• [WORK ITEM]: All lines in the records below that hold "prepare" are to be shown.

• [DATA LISTING]:
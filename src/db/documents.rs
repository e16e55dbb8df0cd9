use super::{Db, models::*, uuid_column};
use crate::config::TargetCompany;
use crate::parser::ParsedDocument;
use crate::parser::chunker::DocumentChunk;
use chrono::Utc;
use rusqlite::{OptionalExtension, Result, params};
use uuid::Uuid;

impl Db {
    /// Returns the stored company for `company.ticker`, creating it on first sight.
    /// Name and sector are refreshed from the configuration; the id never changes.
    pub fn get_or_create_company(&self, company: &TargetCompany) -> Result<CompanyRecord> {
        let id = self.conn.query_row(
            r#"
            INSERT INTO companies (id, ticker, name, sector)
            VALUES (?, ?, ?, ?)
            ON CONFLICT(ticker) DO UPDATE SET
                name = excluded.name,
                sector = excluded.sector
            RETURNING id
            "#,
            params![
                Uuid::new_v4().to_string(),
                company.ticker,
                company.name,
                company.sector
            ],
            |row| uuid_column(row, 0),
        )?;

        Ok(CompanyRecord {
            id,
            ticker: company.ticker.clone(),
            name: company.name.clone(),
            sector: company.sector.clone(),
        })
    }

    pub fn company_by_ticker(&self, ticker: &str) -> Result<Option<CompanyRecord>> {
        self.conn
            .query_row(
                "SELECT id, ticker, name, sector FROM companies WHERE ticker = ?",
                params![ticker],
                |row| {
                    Ok(CompanyRecord {
                        id: uuid_column(row, 0)?,
                        ticker: row.get(1)?,
                        name: row.get(2)?,
                        sector: row.get(3)?,
                    })
                },
            )
            .optional()
    }

    /// Stores a parsed document keyed by its content hash.
    ///
    /// A document whose hash is already stored is left untouched.
    pub fn insert_document(&self, company_id: Uuid, doc: &ParsedDocument) -> Result<Inserted> {
        let rows = self.conn.execute(
            r#"
            INSERT OR IGNORE INTO documents (
                content_hash, company_id, ticker, filing_type, filing_date,
                local_path, word_count, status
            ) VALUES (?, ?, ?, ?, ?, ?, ?, ?)
            "#,
            params![
                doc.content_hash,
                company_id.to_string(),
                doc.ticker,
                doc.filing_type,
                doc.filing_date,
                doc.source_path,
                doc.word_count,
                DocumentStatus::Parsed.as_str()
            ],
        )?;

        Ok(if rows > 0 {
            Inserted::New
        } else {
            Inserted::Existing
        })
    }

    /// Inserts the chunks of a document and marks it chunked.
    ///
    /// Returns the number of chunks written; zero when the document already
    /// had chunks, so re-running a collection never duplicates them.
    pub fn insert_chunks(&mut self, document_id: &str, chunks: &[DocumentChunk]) -> Result<usize> {
        if chunks.is_empty() {
            return Ok(0);
        }

        let tx = self.conn.transaction()?;

        let existing: usize = tx.query_row(
            "SELECT count(*) FROM document_chunks WHERE document_id = ?",
            params![document_id],
            |row| row.get(0),
        )?;
        if existing > 0 {
            return Ok(0);
        }

        {
            let mut stmt = tx.prepare(
                r#"
                INSERT INTO document_chunks (
                    document_id, chunk_index, content, section,
                    start_char, end_char, word_count
                ) VALUES (?, ?, ?, ?, ?, ?, ?)
                "#,
            )?;
            for chunk in chunks {
                stmt.execute(params![
                    document_id,
                    chunk.chunk_index,
                    chunk.content,
                    chunk.section,
                    chunk.start_char,
                    chunk.end_char,
                    chunk.word_count
                ])?;
            }
        }

        tx.execute(
            "UPDATE documents SET chunk_count = ?, status = ?, processed_at = ? WHERE content_hash = ?",
            params![
                chunks.len(),
                DocumentStatus::Chunked.as_str(),
                Utc::now(),
                document_id
            ],
        )?;

        tx.commit()?;
        Ok(chunks.len())
    }

    /// Chunks of a document in index order.
    pub fn chunks_for_document(&self, document_id: &str) -> Result<Vec<DocumentChunk>> {
        let mut stmt = self.conn.prepare(
            r#"
            SELECT document_id, chunk_index, content, section, start_char, end_char, word_count
            FROM document_chunks
            WHERE document_id = ?
            ORDER BY chunk_index
            "#,
        )?;

        let rows = stmt.query_map(params![document_id], |row| {
            Ok(DocumentChunk {
                document_id: row.get(0)?,
                chunk_index: row.get(1)?,
                content: row.get(2)?,
                section: row.get(3)?,
                start_char: row.get(4)?,
                end_char: row.get(5)?,
                word_count: row.get(6)?,
            })
        })?;

        rows.collect()
    }

    pub fn document_status(&self, document_id: &str) -> Result<Option<String>> {
        self.conn
            .query_row(
                "SELECT status FROM documents WHERE content_hash = ?",
                params![document_id],
                |row| row.get(0),
            )
            .optional()
    }
}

• [SOLUTION TO THIS TASK]:
            let mut stmt = tx.prepare(
        let mut stmt = self.conn.prepare(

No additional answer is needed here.